Wednesday, October 27, 2010

Back to basics!

I've started writing in my diary again.
I used to yeaaaars ago, till the age of 12 or 13 I think.
At the time the highlight of my week used to be stuff like " I took this new kinda candy to school today and shared it with my friends. They all liked it. I am happy (cos I was popular for that one day, not cos of my generous giving spirit)!"

:P

For some weird reason, I find it easier to articulate when I'm writing as opposed to typing. Not sure why that is. And this is true even though I'm more careful about what I write than what I blog. Cos you know... blogged stuff can be deleted, but what's written is more permanent! I don't want to take a look through my diary 5 years hence and see an entry about boy-trouble and crap and think "sheeesh! How silly was I!" And god forbid someone ELSE read my entries and think the same! *horrors*

So yeah.. I'm writing more and blogging less.. all the better I'd say... considering that this blog is in dire need of a major revamp.


On other news... my keychain... which I'd been carrying around since 2003, broke.
I was in a involved in a drunken tug-of-war with a friend who was trying to drive me home but I wouldn't let him cos I insisted on driving. He got the keys and I got the keychain.
That keychain was my link to Delhi. I got it from the place I was working at at the time.
It made me a little sad, but maybe it's a little fitting. It was time to change I guess.
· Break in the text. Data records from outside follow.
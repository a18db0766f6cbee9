//! Secure credential container with automatic memory zeroing.
//!
//! # Security
//! - Username and password are stored in `Zeroizing<T>` containers
//! - Memory is cleared when credentials go out of scope
//! - The password never appears in debug output or logs

use zeroize::{Zeroize, Zeroizing};

/// Secure credential container that automatically zeros memory on drop.
///
/// # Example
///
/// ```rust
/// use routedb_core::security::Credentials;
///
/// let creds = Credentials::new("docdb", "prototyperoute");
/// assert_eq!(creds.username(), "docdb");
/// assert!(creds.has_password());
/// assert!(!format!("{creds:?}").contains("prototyperoute"));
/// ```
#[derive(Clone, Zeroize)]
#[zeroize(drop)]
pub struct Credentials {
    username: Zeroizing<String>,
    password: Zeroizing<String>,
}

impl Credentials {
    /// Creates new credentials with automatic memory zeroing.
    pub fn new(username: impl Into<String>, password: impl Into<String>) -> Self {
        Self {
            username: Zeroizing::new(username.into()),
            password: Zeroizing::new(password.into()),
        }
    }

    /// Gets the username.
    pub fn username(&self) -> &str {
        &self.username
    }

    /// Gets the password.
    ///
    /// Only the URI renderer should need this; never log the result.
    pub(crate) fn password(&self) -> &str {
        &self.password
    }

    /// Checks if a non-empty password is present without exposing it.
    pub fn has_password(&self) -> bool {
        !self.password.is_empty()
    }
}

impl std::fmt::Debug for Credentials {
    fn fmt(&self, f: &mut std::fmt::Formatter<'_>) -> std::fmt::Result {
        f.debug_struct("Credentials")
            .field("username", &self.username.as_str())
            .field("password", &"****")
            .finish()
    }
}
//! Core session management for routedb.
//!
//! This crate turns an explicit [`SessionConfig`] into a secured,
//! authenticated connection to a MongoDB-compatible cluster (Amazon
//! DocumentDB in production) and exposes a small set of CRUD primitives,
//! each bounded by a deadline.
//!
//! # Security Guarantees
//! - Credentials live in zeroizing containers and are never logged
//! - Connection URLs are redacted in every log line and error message
//! - TLS certificate validation stays on unless explicitly disabled
//!
//! # Architecture
//! - `config`: immutable connection configuration and URI rendering
//! - `security`: credential storage and URL redaction
//! - `tls`: CA bundle loading and driver TLS options
//! - `session`: connection establishment and timeout-bounded operations
//! - `logging`: subscriber setup shared by binaries

pub mod config;
pub mod error;
pub mod logging;
pub mod security;
pub mod session;
pub mod tls;

// Re-export commonly used types
pub use config::{ReadPreference, SessionConfig};
pub use error::{Result, RouteDbError};
pub use logging::{LogFormat, init_logging};
pub use security::Credentials;
pub use session::Session;

/// Re-export of the driver's BSON module so callers can build filters
/// without depending on `mongodb` directly.
pub use mongodb::bson;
Gonna sign off with this quote from Grey's Anatomy:

Change; we don’t like it, we fear it, but we can't stop it from coming. We either adapt to change or we get left behind. And it hurts to grow, anybody who tells you it doesn’t is lying. But here's the truth...the more things change, the more they stay the same. And sometimes, oh, sometimes change is good. Oh, sometimes, change is...everything.

Friday, October 22, 2010

Life - a blink and it's over.

I've been busy.
I've been going to Abu Dhabi every weekend for the F1 marshal training. Which leaves me exhausted as it's a 150km drive away, and once I get there, I have to stand in the sun for endless hours watching cars whizz by at lightning speed while trying to capture the numbers of the cars and do the usual marshaling thing.
Then there's Gitex . As I work in IT, this is one of our biggest events of the year.

On top of it all, my mum's been nagging me about the whole marriage thing.
I'm 29 years old, and you'd think that the nagging would stop and they'd just let me be. But no. They still try to set me up, still try to "reason with" me and make me " think straight".
Yesterday, mom said that I need to get married to have someone to go to when my parents are not around anymore.
I would put that as Reason#234 from my mom's list of "Reasons to Marry". (and no, love does not figure in the list).

I thought a lot about what she said. About what I'd do when my folks aren't there anymore. Who would be there? I was thinking about what she said about how I don't have anyone.
And earlier this evening, I got a text from S.
Our friend H's dad had passed away.
H, her mom and her sister had left for India just the previous night and today, in the afternoon, while her dad was taking a nap, he died in his sleep.
It was a peaceful death. Her younger brother was the only one in the house at the time, and he called the cops when he failed to wake his dad up. The medics said he'd been dead for 3 hours.

Life is so fleeting. And we waste so much of it doing insignificant tasks and stuff that doesn't really count for anything. But then again, who's to say what is significant and what is not, right?

I wonder now... what have I done that was of any significance? Will I be given the chance to find out? What is to become of me?